Because dietary proteins contain amino acids other than leucine, we sought to determine how the presence of other amino acids (medium composition) affects insulin-stimulated glucose uptake in L6 myotubes, since glucose uptake and metabolism in skeletal muscle is a key factor in whole body glucose homeostasis and muscle insulin resistance is a hallmark of T2DM (32, 41). In the presence of other amino acids, leucine (0–1,600 μM) did not significantly alter insulin-stimulated glucose transport, although there was a trend toward increased basal glucose transport (Fig. 1A). Under this condition, leucine increased basal (2.5- to 4-fold) and insulin-stimulated (40–65%) phosphorylation of S6K1^T389 at all concentrations tested (P < 0.05 for 150, 350, 600, and 800 μM of leucine and P = 0.09 for 1,600 μM, Fig. 1B). Interestingly, within the control (leucine-free) group, insulin caused a 9X increase in ph-S6K1^T389 levels while insulin effect in the leucine groups ranged from 1.5 to 3X, indicating a suppression of insulin effect by leucine. Basal and insulin-stimulated phosphorylation of IRS1^Ser616 (S612 in mouse sequence) showed similar trends (Fig. 1C). A lack of effect of insulin on IRS1 serine phosphorylation in the leucine groups, robustly (3X) seen in the control group, is likely due to increased basal IRS1 serine phosphorylation. Insulin caused a 3X increase in ph-IRS1^Ser616 in the control group; however, within the leucine groups, the effect of insulin ranged from 80 to 140%. Whereas insulin stimulated tyrosine phosphorylation of IRS1 under leucine free-conditions, insulin effect was not significant in groups treated with leucine, except at 350 and 1,600 μM (Fig. 1D). The effect of insulin on AKT^S473 was preserved irrespective of [Leu] (Fig. 1E). Therefore, although it did not affect glucose transport, leucine increased basal and insulin-stimulated phosphorylation of mTORC1 pathway substrates and impaired insulin-stimulated tyrosine phosphorylation of IRS1 but without an effect on AKT phosphorylation.

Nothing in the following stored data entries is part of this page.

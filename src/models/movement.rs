//! Movement model
//!
//! A movement is one income or expense entry in the daily cash register.
//! Amounts are always stored positive; direction is carried by the kind.

use chrono::{DateTime, NaiveDate, Utc};
use serde::{Deserialize, Serialize};
use std::fmt;

use super::ids::MovementId;
use super::money::Money;

/// Direction of a movement
#[derive(Debug, Clone, Copy, PartialEq, Eq, Serialize, Deserialize, Default)]
#[serde(rename_all = "lowercase")]
pub enum MovementKind {
    #[default]
    Income,
    Expense,
}

impl MovementKind {
    /// Canonical wire label as stored in documents
    pub fn label(&self) -> &'static str {
        match self {
            Self::Income => "income",
            Self::Expense => "expense",
        }
    }

    /// Normalize a stored label. Unrecognized values default to expense so a
    /// corrupt document can never inflate the balance.
    pub fn normalize(raw: &str) -> Self {
        match raw.trim().to_ascii_lowercase().as_str() {
            "income" => Self::Income,
            _ => Self::Expense,
        }
    }
}

impl fmt::Display for MovementKind {
    fn fmt(&self, f: &mut fmt::Formatter<'_>) -> fmt::Result {
        match self {
            Self::Income => write!(f, "Income"),
            Self::Expense => write!(f, "Expense"),
        }
    }
}

/// Payment method of a movement
///
/// The register recognizes exactly these five methods. Stored documents may
/// carry anything; normalization happens once, at the ingestion boundary.
#[derive(Debug, Clone, Copy, PartialEq, Eq, Hash, Serialize, Deserialize, Default)]
#[serde(rename_all = "lowercase")]
pub enum PaymentMethod {
    #[default]
    Cash,
    Transfer,
    Card,
    Check,
    Other,
}

impl PaymentMethod {
    /// All recognized methods, in breakdown display order
    pub const ALL: [PaymentMethod; 5] = [
        PaymentMethod::Cash,
        PaymentMethod::Transfer,
        PaymentMethod::Card,
        PaymentMethod::Check,
        PaymentMethod::Other,
    ];

    /// Canonical wire label as stored in documents
    pub fn label(&self) -> &'static str {
        match self {
            Self::Cash => "cash",
            Self::Transfer => "transfer",
            Self::Card => "card",
            Self::Check => "check",
            Self::Other => "other",
        }
    }

    /// Parse a stored label into a recognized method, if it is one
    pub fn from_label(raw: &str) -> Option<Self> {
        match raw.trim().to_ascii_lowercase().as_str() {
            "cash" => Some(Self::Cash),
            "transfer" => Some(Self::Transfer),
            "card" => Some(Self::Card),
            "check" => Some(Self::Check),
            "other" => Some(Self::Other),
            _ => None,
        }
    }

    /// Normalize a stored label: unrecognized or absent values fold into
    /// `Cash` for aggregation purposes.
    pub fn normalize(raw: &str) -> Self {
        Self::from_label(raw).unwrap_or(Self::Cash)
    }
}

impl fmt::Display for PaymentMethod {
    fn fmt(&self, f: &mut fmt::Formatter<'_>) -> fmt::Result {
        match self {
            Self::Cash => write!(f, "Cash"),
            Self::Transfer => write!(f, "Transfer"),
            Self::Card => write!(f, "Card"),
            Self::Check => write!(f, "Check"),
            Self::Other => write!(f, "Other"),
        }
    }
}

/// Check-specific metadata, present only on check movements
#[derive(Debug, Clone, PartialEq, Eq, Serialize, Deserialize, Default)]
pub struct CheckDetail {
    /// Check number as printed
    #[serde(default)]
    pub number: String,

    /// Issuing party
    #[serde(default)]
    pub issuer: String,

    /// Date the check was issued
    pub issue_date: Option<NaiveDate>,

    /// Date the check becomes payable
    pub due_date: Option<NaiveDate>,
}

impl CheckDetail {
    /// A detail with every field empty carries no information
    pub fn is_empty(&self) -> bool {
        self.number.is_empty()
            && self.issuer.is_empty()
            && self.issue_date.is_none()
            && self.due_date.is_none()
    }
}

/// One income or expense entry in the cash register
#[derive(Debug, Clone, Serialize, Deserialize)]
pub struct Movement {
    /// Unique identifier, assigned by the store on creation
    pub id: MovementId,

    /// Non-empty text label
    pub description: String,

    /// Positive amount; direction comes from `kind`, never from sign
    pub amount: Money,

    /// Verbatim stored amount text when the document carried a non-numeric
    /// value. Such movements contribute zero to every total but the raw text
    /// is shown in movement lists.
    #[serde(default, skip_serializing_if = "Option::is_none")]
    pub raw_amount: Option<String>,

    /// Income or expense
    pub kind: MovementKind,

    /// Normalized payment method
    #[serde(default)]
    pub payment_method: PaymentMethod,

    /// Verbatim stored method label when normalization changed it
    #[serde(default, skip_serializing_if = "Option::is_none")]
    pub raw_method: Option<String>,

    /// Check metadata; only valid when `payment_method == Check`
    #[serde(default, skip_serializing_if = "Option::is_none")]
    pub check_detail: Option<CheckDetail>,

    /// Business date the movement belongs to (the daily grouping key)
    pub date: NaiveDate,

    /// When the movement was created
    pub created_at: DateTime<Utc>,

    /// When the movement was last modified
    pub updated_at: DateTime<Utc>,
}

impl Movement {
    /// Create a new movement
    pub fn new(
        description: impl Into<String>,
        amount: Money,
        kind: MovementKind,
        payment_method: PaymentMethod,
        date: NaiveDate,
    ) -> Self {
        let now = Utc::now();
        Self {
            id: MovementId::new(),
            description: description.into(),
            amount,
            raw_amount: None,
            kind,
            payment_method,
            raw_method: None,
            check_detail: None,
            date,
            created_at: now,
            updated_at: now,
        }
    }

    /// Amount that enters ledger math: zero for movements whose stored amount
    /// was not a number, the positive amount otherwise.
    pub fn ledger_amount(&self) -> Money {
        if self.raw_amount.is_some() {
            Money::zero()
        } else {
            self.amount
        }
    }

    /// Ledger amount with the direction applied (income positive,
    /// expense negative)
    pub fn signed_amount(&self) -> Money {
        match self.kind {
            MovementKind::Income => self.ledger_amount(),
            MovementKind::Expense => -self.ledger_amount(),
        }
    }

    /// Method label for raw movement lists: the stored text verbatim if
    /// normalization changed it, the canonical label otherwise.
    pub fn method_label(&self) -> &str {
        self.raw_method
            .as_deref()
            .unwrap_or_else(|| self.payment_method.label())
    }

    /// Amount text for raw movement lists
    pub fn amount_display(&self) -> String {
        match &self.raw_amount {
            Some(raw) => raw.clone(),
            None => self.amount.to_decimal_string(),
        }
    }

    pub fn is_income(&self) -> bool {
        self.kind == MovementKind::Income
    }

    pub fn is_expense(&self) -> bool {
        self.kind == MovementKind::Expense
    }

    /// Touch the updated-at timestamp after an in-place edit
    pub fn touch(&mut self) {
        self.updated_at = Utc::now();
    }

    /// Validate the movement before it is sent to the store
    pub fn validate(&self) -> Result<(), MovementValidationError> {
        if self.description.trim().is_empty() {
            return Err(MovementValidationError::EmptyDescription);
        }

        // Ingested ledger-neutral movements bypass the amount check; they are
        // never writable as-is.
        if self.raw_amount.is_none() && !self.amount.is_positive() {
            return Err(MovementValidationError::NonPositiveAmount(self.amount));
        }

        if self.check_detail.is_some() && self.payment_method != PaymentMethod::Check {
            return Err(MovementValidationError::CheckDetailWithoutCheck);
        }

        Ok(())
    }
}

impl fmt::Display for Movement {
    fn fmt(&self, f: &mut fmt::Formatter<'_>) -> fmt::Result {
        write!(
            f,
            "{} {} {} ({})",
            self.date.format("%Y-%m-%d"),
            self.description,
            self.amount_display(),
            self.kind,
        )
    }
}

/// Validation errors for movements
#[derive(Debug, Clone, PartialEq, Eq)]
pub enum MovementValidationError {
    EmptyDescription,
    NonPositiveAmount(Money),
    CheckDetailWithoutCheck,
}

impl fmt::Display for MovementValidationError {
    fn fmt(&self, f: &mut fmt::Formatter<'_>) -> fmt::Result {
        match self {
            Self::EmptyDescription => write!(f, "Description cannot be empty"),
            Self::NonPositiveAmount(amount) => {
                write!(f, "Amount must be greater than zero (got {})", amount)
            }
            Self::CheckDetailWithoutCheck => {
                write!(f, "Check details are only valid for check movements")
            }
        }
    }
}

impl std::error::Error for MovementValidationError {}

#[cfg(test)]
mod tests {
    use super::*;

    fn test_date() -> NaiveDate {
        NaiveDate::from_ymd_opt(2025, 3, 10).unwrap()
    }

    #[test]
    fn test_new_movement() {
        let mov = Movement::new(
            "Oil change",
            Money::from_cents(4500),
            MovementKind::Expense,
            PaymentMethod::Cash,
            test_date(),
        );

        assert_eq!(mov.description, "Oil change");
        assert_eq!(mov.amount.cents(), 4500);
        assert!(mov.is_expense());
        assert!(mov.validate().is_ok());
    }

    #[test]
    fn test_signed_amount() {
        let income = Movement::new(
            "Deposit",
            Money::from_cents(1000),
            MovementKind::Income,
            PaymentMethod::Cash,
            test_date(),
        );
        assert_eq!(income.signed_amount().cents(), 1000);

        let expense = Movement::new(
            "Parts",
            Money::from_cents(1000),
            MovementKind::Expense,
            PaymentMethod::Cash,
            test_date(),
        );
        assert_eq!(expense.signed_amount().cents(), -1000);
    }

    #[test]
    fn test_raw_amount_is_ledger_neutral() {
        let mut mov = Movement::new(
            "Corrupt entry",
            Money::zero(),
            MovementKind::Income,
            PaymentMethod::Cash,
            test_date(),
        );
        mov.raw_amount = Some("not-a-number".to_string());

        assert_eq!(mov.ledger_amount(), Money::zero());
        assert_eq!(mov.signed_amount(), Money::zero());
        assert_eq!(mov.amount_display(), "not-a-number");
    }

    #[test]
    fn test_method_normalization() {
        assert_eq!(PaymentMethod::normalize("transfer"), PaymentMethod::Transfer);
        assert_eq!(PaymentMethod::normalize("CHECK"), PaymentMethod::Check);
        assert_eq!(PaymentMethod::normalize("bitcoin"), PaymentMethod::Cash);
        assert_eq!(PaymentMethod::normalize(""), PaymentMethod::Cash);
    }

    #[test]
    fn test_method_label_prefers_raw() {
        let mut mov = Movement::new(
            "Odd method",
            Money::from_cents(100),
            MovementKind::Income,
            PaymentMethod::Cash,
            test_date(),
        );
        assert_eq!(mov.method_label(), "cash");

        mov.raw_method = Some("bitcoin".to_string());
        assert_eq!(mov.method_label(), "bitcoin");
    }

    #[test]
    fn test_validate_empty_description() {
        let mov = Movement::new(
            "   ",
            Money::from_cents(100),
            MovementKind::Income,
            PaymentMethod::Cash,
            test_date(),
        );
        assert_eq!(
            mov.validate(),
            Err(MovementValidationError::EmptyDescription)
        );
    }

    #[test]
    fn test_validate_non_positive_amount() {
        let mov = Movement::new(
            "Free",
            Money::zero(),
            MovementKind::Income,
            PaymentMethod::Cash,
            test_date(),
        );
        assert!(matches!(
            mov.validate(),
            Err(MovementValidationError::NonPositiveAmount(_))
        ));
    }

    #[test]
    fn test_validate_check_detail_requires_check() {
        let mut mov = Movement::new(
            "Paid by card",
            Money::from_cents(100),
            MovementKind::Expense,
            PaymentMethod::Card,
            test_date(),
        );
        mov.check_detail = Some(CheckDetail {
            number: "0001".to_string(),
            ..CheckDetail::default()
        });

        assert_eq!(
            mov.validate(),
            Err(MovementValidationError::CheckDetailWithoutCheck)
        );

        mov.payment_method = PaymentMethod::Check;
        assert!(mov.validate().is_ok());
    }

    #[test]
    fn test_serialization_round_trip() {
        let mut mov = Movement::new(
            "Sale deposit",
            Money::from_cents(250000),
            MovementKind::Income,
            PaymentMethod::Check,
            test_date(),
        );
        mov.check_detail = Some(CheckDetail {
            number: "4471".to_string(),
            issuer: "Banco Norte".to_string(),
            issue_date: Some(test_date()),
            due_date: NaiveDate::from_ymd_opt(2025, 4, 10),
        });

        let json = serde_json::to_string(&mov).unwrap();
        let deserialized: Movement = serde_json::from_str(&json).unwrap();
        assert_eq!(mov.id, deserialized.id);
        assert_eq!(mov.amount, deserialized.amount);
        assert_eq!(mov.check_detail, deserialized.check_detail);
    }
}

When studied alone, leucine at all concentrations tested suppressed insulin-stimulated glucose transport (P < 0.05 for 150, 350, and 600 μM of leucine and P = 0.06 for 800 and 1,600 μM, Fig. 2A), although the effect appeared strongest at 150 μM, where there was a 41% reduction in glucose transport (P < 0.01). There was no significant effect of leucine on basal glucose transport except at 150 μM. The effect of leucine appeared linked to the activation of mTORC1 as the amino acid increased S6K1^T389 phosphorylation, especially at 150, 800, and 1,600 μM (P < 0.05, Fig. 2B). Interestingly, unlike in Fig. 1B, basal phosphorylation of S6K1 was barely detectable, irrespective of the leucine concentration. Leucine in the presence of insulin also stimulated IRS1^Ser612 phosphorylation, but the effects were more variable and therefore not significant (Fig. 2C). As in Fig. 1D, insulin robustly stimulated IRS1^Y612 phosphorylation in the absence of leucine but its effect was insignificant or highly variable in leucine-treated groups, except at 150 and 600 μM (Fig. 2D). Leucine did not have an effect on ph-Akt^S473 levels in the presence or absence of insulin (Fig. 2E).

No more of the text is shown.